And why have neither Bish nor I ever heard of this person. We are both relatively well read, and have been diligently reading Haaretz for about fifteen years. I have many friends who are peace activists (and not the radicals who think peace activism entails being human shields for Arafat and other murderers, but real ones, who try to educate for coexistence and tolerance, and getting to know each other, and listening to each other’s grievances). But still not a word about this Israel Shamir person.

So, when in doubt Google!

Nigel Parry, of all people (not to be suspected of being anything but seriously pro-Palestinian), leads a group of pro-Palestinian activists who started wondering about Israel Shamir in 2001. Parry has a whole page of his website given over to this issue, which he calls The Israel Shamir Case”.

He says: “In late 2000/early 2001, in the period following the beginning of the second Palestinian Intifada, articles began appearing on the Internet by a previously unknown Israeli-Russian writer called "Israel Shamir". With a powerful command of the English language, compelling anecdotes, dramatic metaphors, and a spirited opposition to the Israel's military occupation, Shamir was rapidly and warmly accepted into the pro-Palestinian activist scene, and by Spring 2001 had embarked on a speaking tour of the United States, speaking at many public events alongside leading lights of the Palestinian scene.

As his articles kept coming, however, an increasing amount of the tone and content was observed by more than a few to fall into what could -- if this hadn't been an Israeli Jew writing it -- best be described as a classic anti-Semitic repertoire. Shamir's identity as a Jew initially enabled people to excuse this, until the whole mess began to unravel as more and more questions were asked. Eventually, these questions began to be answered, and the issue errupted into a controversy”
.

He also links to some of the stuff written about this issue, including an e-mail by Ali Abunimah and Hussein Ibish, that I saw in a few sites when searching about this Shamir person, it’s headed “Serious concerns about Israel Shamir”. There is also a link to an e-mail by Parry himself called The enemy of our enemy is not our friend.

I suddenly remembered seeing a letter by Israel Shamir in the Spectator a few months ago, in response to this article by Melanie Phillips.

23rd Febuary 2002
“From Mr Israel Shamir

Sir: As an Israeli writer living in Jaffa, I witness the other side of Jewish-Christian relations carefully omitted by Miss Phillips.
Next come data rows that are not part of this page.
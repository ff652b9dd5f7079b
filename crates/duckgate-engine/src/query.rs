//! Declarative query composition.
//!
//! A [`QuerySpec`] describes select, filter, pivot, order and paging steps;
//! [`QueryBuilder::build`] renders it over a table or an arbitrary statement
//! into one SQL query. Building never touches the store: column existence is
//! checked by the store when the plan runs.
//!
//! Steps are applied in a fixed order:
//!
//! 1. select (caller's column order)
//! 2. filter
//! 3. pivot
//! 4. order, one direction for every order column
//! 5. limit and offset, after sorting
//!
//! A pivot needs the distinct values of its pivot column to name the output
//! columns. [`QueryBuilder::pivot_domain`] gives the query that lists them;
//! once known they are attached with [`QuerySpec::with_pivot_domain`] and the
//! pivot renders as a plain `SELECT` that can be nested or exported. Without
//! a domain the pivot renders as a top-level `PIVOT` statement and the store
//! discovers the values itself.

use crate::error::{EngineError, Result};
use crate::ident::{quote_literal, Identifier};
use crate::lexer::{scan, Region};

/// A boolean filter expression in DuckDB syntax.
///
/// The text is spliced into the generated query, so it must be a single
/// self-contained expression: no statement separator, no comments, and
/// balanced quotes and parentheses.
#[derive(Debug, Clone, PartialEq, Eq)]
pub struct Predicate(String);

impl Predicate {
    pub fn parse(text: &str) -> Result<Self> {
        let text = text.trim();
        if text.is_empty() {
            return Err(EngineError::InvalidFilter("filter is empty".to_string()));
        }

        let scanned = scan(text);
        let mut depth: i64 = 0;
        for token in &scanned.tokens {
            match token.region {
                Region::LineComment | Region::BlockComment => {
                    return Err(EngineError::InvalidFilter(
                        "comments are not allowed in a filter".to_string(),
                    ))
                }
                Region::Code if token.ch == ';' => {
                    return Err(EngineError::InvalidFilter(
                        "a filter must be a single expression, ';' is not allowed".to_string(),
                    ))
                }
                Region::Code if token.ch == '(' => depth += 1,
                Region::Code if token.ch == ')' => {
                    depth -= 1;
                    if depth < 0 {
                        return Err(EngineError::InvalidFilter(
                            "unbalanced parentheses".to_string(),
                        ));
                    }
                }
                _ => {}
            }
        }
        match scanned.trailing {
            Region::Literal => Err(EngineError::InvalidFilter(
                "unterminated string literal".to_string(),
            )),
            Region::QuotedIdent => Err(EngineError::InvalidFilter(
                "unterminated quoted identifier".to_string(),
            )),
            _ if depth != 0 => Err(EngineError::InvalidFilter(
                "unbalanced parentheses".to_string(),
            )),
            _ => Ok(Self(text.to_string())),
        }
    }

    pub fn as_str(&self) -> &str {
        &self.0
    }
}

/// Reshape rows into columns: one output column per distinct value of
/// `column`, holding the first `values` entry for each `index` group.
#[derive(Debug, Clone, PartialEq, Eq)]
pub struct PivotSpec {
    pub index: Vec<Identifier>,
    pub column: Identifier,
    pub values: Identifier,
    /// Distinct values of `column`, once resolved.
    pub domain: Option<Vec<String>>,
}

impl PivotSpec {
    pub fn new(index: Vec<Identifier>, column: Identifier, values: Identifier) -> Self {
        Self {
            index,
            column,
            values,
            domain: None,
        }
    }

    /// Assemble a pivot from optional request parts.
    ///
    /// No parts means no pivot. A partial spec is rejected with
    /// `InvalidPivotSpec` rather than silently ignored.
    pub fn from_parts(
        index: Option<&[String]>,
        column: Option<&str>,
        values: Option<&str>,
    ) -> Result<Option<Self>> {
        let index = index.filter(|i| !i.is_empty());
        match (index, column, values) {
            (None, None, None) => Ok(None),
            (Some(index), Some(column), Some(values)) => Ok(Some(Self::new(
                Identifier::parse_all(index)?,
                Identifier::parse(column)?,
                Identifier::parse(values)?,
            ))),
            (index, column, values) => {
                let mut missing = Vec::new();
                if index.is_none() {
                    missing.push("pivot_index");
                }
                if column.is_none() {
                    missing.push("pivot_columns");
                }
                if values.is_none() {
                    missing.push("pivot_values");
                }
                Err(EngineError::InvalidPivotSpec(format!(
                    "pivot needs index, columns and values; missing {}",
                    missing.join(", ")
                )))
            }
        }
    }
}

/// Validated, immutable description of the steps to apply to a base query.
#[derive(Debug, Clone, PartialEq, Eq)]
pub struct QuerySpec {
    select: Option<Vec<Identifier>>,
    filter: Option<Predicate>,
    pivot: Option<PivotSpec>,
    order_by: Option<Vec<Identifier>>,
    ascending: bool,
    limit: Option<u64>,
    offset: Option<u64>,
}

impl Default for QuerySpec {
    fn default() -> Self {
        Self {
            select: None,
            filter: None,
            pivot: None,
            order_by: None,
            ascending: true,
            limit: None,
            offset: None,
        }
    }
}

impl QuerySpec {
    pub fn builder() -> QuerySpecBuilder {
        QuerySpecBuilder::default()
    }

    /// `true` when no step is requested.
    pub fn is_empty(&self) -> bool {
        self.select.is_none()
            && self.filter.is_none()
            && self.pivot.is_none()
            && self.order_by.is_none()
            && self.limit.is_none()
            && self.offset.is_none()
    }

    pub fn select(&self) -> Option<&[Identifier]> {
        self.select.as_deref()
    }

    pub fn filter(&self) -> Option<&Predicate> {
        self.filter.as_ref()
    }

    pub fn pivot(&self) -> Option<&PivotSpec> {
        self.pivot.as_ref()
    }

    pub fn order_by(&self) -> Option<&[Identifier]> {
        self.order_by.as_deref()
    }

    pub fn ascending(&self) -> bool {
        self.ascending
    }

    pub fn limit(&self) -> Option<u64> {
        self.limit
    }

    pub fn offset(&self) -> Option<u64> {
        self.offset
    }

    /// A copy of this spec with the pivot column's values resolved.
    pub fn with_pivot_domain(&self, values: Vec<String>) -> QuerySpec {
        let mut spec = self.clone();
        if let Some(pivot) = spec.pivot.as_mut() {
            pivot.domain = Some(values);
        }
        spec
    }

    /// Whether a pivot is requested whose values are still unknown.
    pub fn needs_pivot_domain(&self) -> bool {
        self.pivot.as_ref().is_some_and(|p| p.domain.is_none())
    }
}

/// Builder for [`QuerySpec`]; every name is validated in [`build`](Self::build).
#[derive(Debug, Clone)]
pub struct QuerySpecBuilder {
    select: Vec<String>,
    filter: Option<String>,
    pivot_index: Vec<String>,
    pivot_column: Option<String>,
    pivot_values: Option<String>,
    order_by: Vec<String>,
    ascending: bool,
    limit: Option<u64>,
    offset: Option<u64>,
}

impl Default for QuerySpecBuilder {
    fn default() -> Self {
        Self {
            select: Vec::new(),
            filter: None,
            pivot_index: Vec::new(),
            pivot_column: None,
            pivot_values: None,
            order_by: Vec::new(),
            ascending: true,
            limit: None,
            offset: None,
        }
    }
}

impl QuerySpecBuilder {
    pub fn select<I, S>(mut self, columns: I) -> Self
    where
        I: IntoIterator<Item = S>,
        S: Into<String>,
    {
        self.select = columns.into_iter().map(Into::into).collect();
        self
    }

    pub fn filter(mut self, predicate: impl Into<String>) -> Self {
        self.filter = Some(predicate.into());
        self
    }

    pub fn pivot_index<I, S>(mut self, columns: I) -> Self
    where
        I: IntoIterator<Item = S>,
        S: Into<String>,
    {
        self.pivot_index = columns.into_iter().map(Into::into).collect();
        self
    }

    pub fn pivot_column(mut self, column: impl Into<String>) -> Self {
        self.pivot_column = Some(column.into());
        self
    }

    pub fn pivot_values(mut self, column: impl Into<String>) -> Self {
        self.pivot_values = Some(column.into());
        self
    }

    pub fn order_by<I, S>(mut self, columns: I) -> Self
    where
        I: IntoIterator<Item = S>,
        S: Into<String>,
    {
        self.order_by = columns.into_iter().map(Into::into).collect();
        self
    }

    pub fn ascending(mut self, ascending: bool) -> Self {
        self.ascending = ascending;
        self
    }

    pub fn limit(mut self, limit: u64) -> Self {
        self.limit = Some(limit);
        self
    }

    pub fn offset(mut self, offset: u64) -> Self {
        self.offset = Some(offset);
        self
    }

    pub fn build(self) -> Result<QuerySpec> {
        let select = non_empty(self.select)
            .map(|c| Identifier::parse_all(&c))
            .transpose()?;
        let filter = self
            .filter
            .filter(|f| !f.trim().is_empty())
            .map(|f| Predicate::parse(&f))
            .transpose()?;
        let pivot_index = non_empty(self.pivot_index);
        let pivot = PivotSpec::from_parts(
            pivot_index.as_deref(),
            self.pivot_column.as_deref(),
            self.pivot_values.as_deref(),
        )?;
        let order_by = non_empty(self.order_by)
            .map(|c| Identifier::parse_all(&c))
            .transpose()?;

        Ok(QuerySpec {
            select,
            filter,
            pivot,
            order_by,
            ascending: self.ascending,
            limit: self.limit,
            offset: self.offset,
        })
    }
}

fn non_empty(items: Vec<String>) -> Option<Vec<String>> {
    let items: Vec<String> = items
        .into_iter()
        .map(|s| s.trim().to_string())
        .filter(|s| !s.is_empty())
        .collect();
    (!items.is_empty()).then_some(items)
}

/// Split a comma-separated request parameter into its non-empty parts.
pub fn split_list(raw: &str) -> Vec<String> {
    raw.split(',')
        .map(str::trim)
        .filter(|s| !s.is_empty())
        .map(str::to_string)
        .collect()
}

/// What a query is built over.
#[derive(Debug, Clone, PartialEq, Eq)]
pub enum QuerySource {
    Table(Identifier),
    /// A complete SQL statement used as a subquery.
    Subquery(String),
}

impl QuerySource {
    fn render(&self) -> String {
        match self {
            QuerySource::Table(table) => table.quoted(),
            QuerySource::Subquery(sql) => format!("({}) AS base", strip_terminator(sql)),
        }
    }
}

fn strip_terminator(sql: &str) -> &str {
    sql.trim().trim_end_matches(|c: char| c == ';' || c.is_whitespace())
}

/// A rendered query, ready for the store.
#[derive(Debug, Clone, PartialEq, Eq)]
pub struct QueryPlan {
    pub sql: String,
}

/// Renders a [`QuerySpec`] over a [`QuerySource`].
pub struct QueryBuilder;

impl QueryBuilder {
    /// Compose `spec` over `source` into a single statement.
    ///
    /// An empty spec over a raw statement returns the statement untouched, so
    /// DDL and other non-`SELECT` SQL can pass straight through.
    ///
    /// # Examples
    ///
    /// ```
    /// use duckgate_engine::{Identifier, QueryBuilder, QuerySource, QuerySpec};
    ///
    /// let spec = QuerySpec::builder()
    ///     .select(["name", "id"])
    ///     .order_by(["id"])
    ///     .limit(3)
    ///     .offset(2)
    ///     .build()
    ///     .unwrap();
    /// let table = QuerySource::Table(Identifier::parse("users").unwrap());
    /// let plan = QueryBuilder::build(&table, &spec);
    /// assert_eq!(
    ///     plan.sql,
    ///     "SELECT \"name\", \"id\" FROM \"users\" ORDER BY \"id\" ASC LIMIT 3 OFFSET 2"
    /// );
    /// ```
    pub fn build(source: &QuerySource, spec: &QuerySpec) -> QueryPlan {
        if let (QuerySource::Subquery(sql), true) = (source, spec.is_empty()) {
            return QueryPlan { sql: sql.clone() };
        }

        let mut sql = Self::filtered(source, spec);
        if let Some(pivot) = spec.pivot() {
            sql = match &pivot.domain {
                Some(domain) if domain.is_empty() => format!(
                    "SELECT {} FROM ({}) AS pivot_source GROUP BY {}",
                    join_quoted(&pivot.index),
                    sql,
                    join_quoted(&pivot.index)
                ),
                Some(domain) => format!(
                    "SELECT * FROM ({}) AS pivot_source PIVOT (first({}) FOR {} IN ({}) GROUP BY {})",
                    sql,
                    pivot.values.quoted(),
                    pivot.column.quoted(),
                    domain
                        .iter()
                        .map(|v| quote_literal(v))
                        .collect::<Vec<_>>()
                        .join(", "),
                    join_quoted(&pivot.index)
                ),
                None => format!(
                    "PIVOT ({}) ON {} USING first({}) GROUP BY {}",
                    sql,
                    pivot.column.quoted(),
                    pivot.values.quoted(),
                    join_quoted(&pivot.index)
                ),
            };
        }

        if let Some(order_by) = spec.order_by() {
            let direction = if spec.ascending() { "ASC" } else { "DESC" };
            let keys: Vec<String> = order_by
                .iter()
                .map(|c| format!("{} {}", c.quoted(), direction))
                .collect();
            sql.push_str(&format!(" ORDER BY {}", keys.join(", ")));
        }
        if let Some(limit) = spec.limit() {
            sql.push_str(&format!(" LIMIT {}", limit));
        }
        if let Some(offset) = spec.offset() {
            sql.push_str(&format!(" OFFSET {}", offset));
        }

        QueryPlan { sql }
    }

    /// The query listing the distinct, non-null values of the pivot column,
    /// as text, in sorted order. `None` when no pivot is requested.
    pub fn pivot_domain(source: &QuerySource, spec: &QuerySpec) -> Option<QueryPlan> {
        let pivot = spec.pivot()?;
        let column = pivot.column.quoted();
        Some(QueryPlan {
            sql: format!(
                "SELECT DISTINCT CAST({col} AS VARCHAR) AS pivot_value FROM ({}) AS pivot_source \
                 WHERE {col} IS NOT NULL ORDER BY 1",
                Self::filtered(source, spec),
                col = column
            ),
        })
    }

    /// Select and filter steps.
    fn filtered(source: &QuerySource, spec: &QuerySpec) -> String {
        let projection = match spec.select() {
            Some(columns) => join_quoted(columns),
            None => "*".to_string(),
        };
        let mut sql = format!("SELECT {} FROM {}", projection, source.render());
        if let Some(filter) = spec.filter() {
            sql.push_str(&format!(" WHERE ({})", filter.as_str()));
        }
        sql
    }
}

fn join_quoted(columns: &[Identifier]) -> String {
    columns
        .iter()
        .map(Identifier::quoted)
        .collect::<Vec<_>>()
        .join(", ")
}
While the Hebrew Bible is respected in Europe, in Israel the New Testament is burned. While in Europe synagogues are lovingly restored and protected, in the Jewish state, churches are violated, ruined, shot at. While in order to avoid a hint of anti-Semitism, European society was thoroughly de-Christianised, in Jewish communities there is a strong triumphalist tendency. Recently, a mediaeval anti-Christian pamphlet Toledoth Yeshu was reprinted again in Israel, with the introduction stating, ‘The Jewish people always deeply disdained Christian faith, considered Christian dogma as a collection of incongruous foolishness and Christian morals as hypocritical lies.’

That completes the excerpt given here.